E o povo miúdo, a mafra baixa, que enxameava, que gritava, que tairocava na areia das ruas, que se esgalgava para as janelas, que pasmava na Rua Nova diante dos arcos de pedra armados de panos de Arrás, – fregonas, alfamistas, regateiras, mariolas, fandangos, chocas de manada e cruz-diabos das funções, ansiosos por ver o senhor rei, e a senhora rainha, e as basílicas, e as bandeiras dos ofícios flutuando ao vento, e o rei David, de grandes barbas, a dançar atrás do pálio, – assistia indiferente ao namoro dos faceiras, deixava-os bufarinhar à vontade, meter bufarinhando ao Arco dos Pregos, seguir bufarinhando pela Rua Nova, galgar bufarinhando os Ourives do Ouro, afunilar-se bufarinhando ainda pela rua dos Escudeiros, espadanar, bufarinhando sempre pelo terreiro do Rossio. Só os garotos e os michos lhes iam na colada, seguindo os ranchos de faceiras, macaqueando-os, imitando-os na piscar do olho, no morder do lenço, nas cortesias para as janelas, tão variadas e tão características do namoro de bufarinheiro, – a cortesia “de mergulho”, rápida, sacudida, afável; a cortesia em Gloria Patri, profunda, respeitosa; a cortesia “d'aba-beijada”, pérola das cortesias, em que o joelho esquerdo se dobrava, o pé direito recuava escarvando como mula de alquilér, o busto se encolhia em mea-culpa, e, na impossibilidade de beijar na face a bandarrinha cortejada, se beijava de assobio a aba do chapéu. E enquanto o faceira parava no Rossio a tomar o vento, fazendo beicinho, arregaçando o quitó, afagando os mostachos da cabeleira, emborcando-se para os coches, para as seges, para os florões, para as cadeirinhas que passavam – que a tudo isto obrigava o namoro bufarinhado – os michos, os negrinhos, os saltarelos, os palmilhas suadas guinchavam-lhe, cantavam-lhe, ganiam-lhe nas costas um “minuete maroto”:  

Olha o faceira

Com seu requeijão,

Vem ao Rossio

Comê-lo com pão...

A procissão passava. O sol ardia. Vinha o rei, a pé; os meninos-órfãos a cavalo; cónegos de mitra que pareciam bispos; monsenhores vermelhos que lembravam cardeais; o Patriarca dormitando entre flabelos; e no couce do palio de nove panos, que arfava como uma asa enorme faúlhante de oiro, – as chacotas, as folias, as danas de farta-velhacos, o Manuel Trapo e os mochatins, a Marisápoles e Juan Rana, bailando, dessalgando-se, abanando saracoteios, sapateando fandangos, como se a própria alma do povo fosse, dançando, atrás daquele palio. O enxame dos jarretas, dos bromas, dos casaquinhas, das maranhôas, dispersava-se, formigava, bezoava; as bandarras janeleiras, pouco a pouco, recolhiam-se para almoçar o doce dos seus bofetes, entre o frade confessor e a mulata dengosa; rescendia mais, depois de pisado, o alecrim das ruas; – e o faceira, ao fim de três horas de procissão e de bufarinheiro, a cabeça ourada, a casaca escorrida, os braços de arame amolgados das ombradas, o pescoço dorido de tanto olhar as janelas, calcorreava para casa, debaixo da raçada crua do sol, deslumbrado, em êxtase, como se a imagem rósea das onze mil virgens lhe passasse, revoando, por diante dos olhos.

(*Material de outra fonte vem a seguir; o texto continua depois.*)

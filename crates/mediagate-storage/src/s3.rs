use crate::keys::validate_key;
use crate::traits::{ObjectInfo, Storage, StorageError, StorageResult};
use crate::StorageBackend;
use async_trait::async_trait;
use bytes::Bytes;
use object_store::aws::{AmazonS3, AmazonS3Builder};
use object_store::path::Path;
use object_store::Error as ObjectStoreError;
use object_store::{
    Attribute, AttributeValue, Attributes, GetOptions, ObjectStore, PutOptions, PutPayload,
    Result as ObjectResult,
};
use std::collections::BTreeMap;

/// S3 storage implementation
#[derive(Clone)]
pub struct S3Storage {
    store: AmazonS3,
    bucket: String,
    region: String,
    endpoint_url: Option<String>, // Custom endpoint for S3-compatible providers
    public_base_url: Option<String>,
}

impl S3Storage {
    /// Create a new S3Storage instance
    ///
    /// # Arguments
    /// * `bucket` - S3 bucket name
    /// * `region` - AWS region (or region identifier for S3-compatible providers)
    /// * `endpoint_url` - Optional custom endpoint URL for S3-compatible providers
    ///   (e.g., "http://localhost:9000" for MinIO)
    /// * `public_base_url` - Optional base for public URLs (CDN or custom domain)
    pub fn new(
        bucket: String,
        region: String,
        endpoint_url: Option<String>,
        public_base_url: Option<String>,
    ) -> StorageResult<Self> {
        // Credentials come from the standard AWS environment variables.
        let mut builder = AmazonS3Builder::from_env()
            .with_region(region.clone())
            .with_bucket_name(bucket.clone());

        if let Some(ref endpoint) = endpoint_url {
            let allow_http = endpoint.starts_with("http://");
            builder = builder
                .with_endpoint(endpoint.clone())
                .with_allow_http(allow_http);
        }

        let store = builder
            .build()
            .map_err(|e| StorageError::ConfigError(e.to_string()))?;

        Ok(S3Storage {
            store,
            bucket,
            region,
            endpoint_url,
            public_base_url,
        })
    }

    fn attributes(content_type: &str, metadata: &BTreeMap<String, String>) -> Attributes {
        let mut attributes = Attributes::new();
        attributes.insert(
            Attribute::ContentType,
            AttributeValue::from(content_type.to_string()),
        );
        for (key, value) in metadata {
            attributes.insert(
                Attribute::Metadata(key.clone().into()),
                AttributeValue::from(value.clone()),
            );
        }
        attributes
    }
}

/// Public URL for an object.
///
/// A configured public base wins; S3-compatible endpoints use path-style
/// `{endpoint}/{bucket}/{key}`; plain AWS uses `https://{bucket}.s3.{region}.amazonaws.com/{key}`.
fn object_url(
    public_base_url: Option<&str>,
    endpoint_url: Option<&str>,
    bucket: &str,
    region: &str,
    key: &str,
) -> String {
    if let Some(base) = public_base_url {
        format!("{}/{}", base.trim_end_matches('/'), key)
    } else if let Some(endpoint) = endpoint_url {
        format!("{}/{}/{}", endpoint.trim_end_matches('/'), bucket, key)
    } else {
        format!("https://{}.s3.{}.amazonaws.com/{}", bucket, region, key)
    }
}

#[async_trait]
impl Storage for S3Storage {
    async fn put_object(
        &self,
        storage_key: &str,
        data: Bytes,
        content_type: &str,
        metadata: &BTreeMap<String, String>,
    ) -> StorageResult<String> {
        validate_key(storage_key)?;
        let size = data.len() as u64;
        let location = Path::from(storage_key.to_string());
        let opts = PutOptions {
            attributes: Self::attributes(content_type, metadata),
            ..Default::default()
        };

        let start = std::time::Instant::now();

        let result: ObjectResult<_> = self
            .store
            .put_opts(&location, PutPayload::from(data), opts)
            .await;

        result.map_err(|e| {
            tracing::error!(
                error = %e,
                bucket = %self.bucket,
                key = %storage_key,
                size_bytes = size,
                duration_ms = start.elapsed().as_secs_f64() * 1000.0,
                "S3 upload failed"
            );
            StorageError::UploadFailed(e.to_string())
        })?;

        let url = self.public_url(storage_key);

        tracing::info!(
            bucket = %self.bucket,
            key = %storage_key,
            size_bytes = size,
            duration_ms = start.elapsed().as_secs_f64() * 1000.0,
            "S3 upload successful"
        );

        Ok(url)
    }

    async fn exists(&self, storage_key: &str) -> StorageResult<bool> {
        match self.metadata(storage_key).await {
            Ok(_) => Ok(true),
            Err(StorageError::NotFound(_)) => Ok(false),
            Err(e) => Err(e),
        }
    }

    async fn metadata(&self, storage_key: &str) -> StorageResult<ObjectInfo> {
        validate_key(storage_key)?;
        let location = Path::from(storage_key.to_string());
        let opts = GetOptions {
            head: true,
            ..Default::default()
        };

        let result = self
            .store
            .get_opts(&location, opts)
            .await
            .map_err(|e| match e {
                ObjectStoreError::NotFound { .. } => {
                    StorageError::NotFound(storage_key.to_string())
                }
                other => StorageError::BackendError(other.to_string()),
            })?;

        let mut content_type = None;
        let mut metadata = BTreeMap::new();
        for (attribute, value) in result.attributes.iter() {
            match attribute {
                Attribute::ContentType => content_type = Some(value.to_string()),
                Attribute::Metadata(key) => {
                    metadata.insert(key.to_string(), value.to_string());
                }
                _ => {}
            }
        }

        Ok(ObjectInfo {
            key: storage_key.to_string(),
            size: result.meta.size,
            content_type,
            metadata,
        })
    }

    fn public_url(&self, storage_key: &str) -> String {
        object_url(
            self.public_base_url.as_deref(),
            self.endpoint_url.as_deref(),
            &self.bucket,
            &self.region,
            storage_key,
        )
    }

    fn backend_type(&self) -> StorageBackend {
        StorageBackend::S3
    }
}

Nisto, ao entrar numa viela torta do Bairro Alto, o “França” sente que lhe repuxam a testa, que lhe arrepiam a nuca; estala-lhe, retesado, o cabelo do topete; vê passar no chão a sombra de qualquer coisa que voa, – e, quando leva a mão à cabeça, gritam-lhe de cima

- Mata a galinhola! Mata a galinhola!

Um garoto, duma água-furtada, tinha-lhe pescado a cabeleira.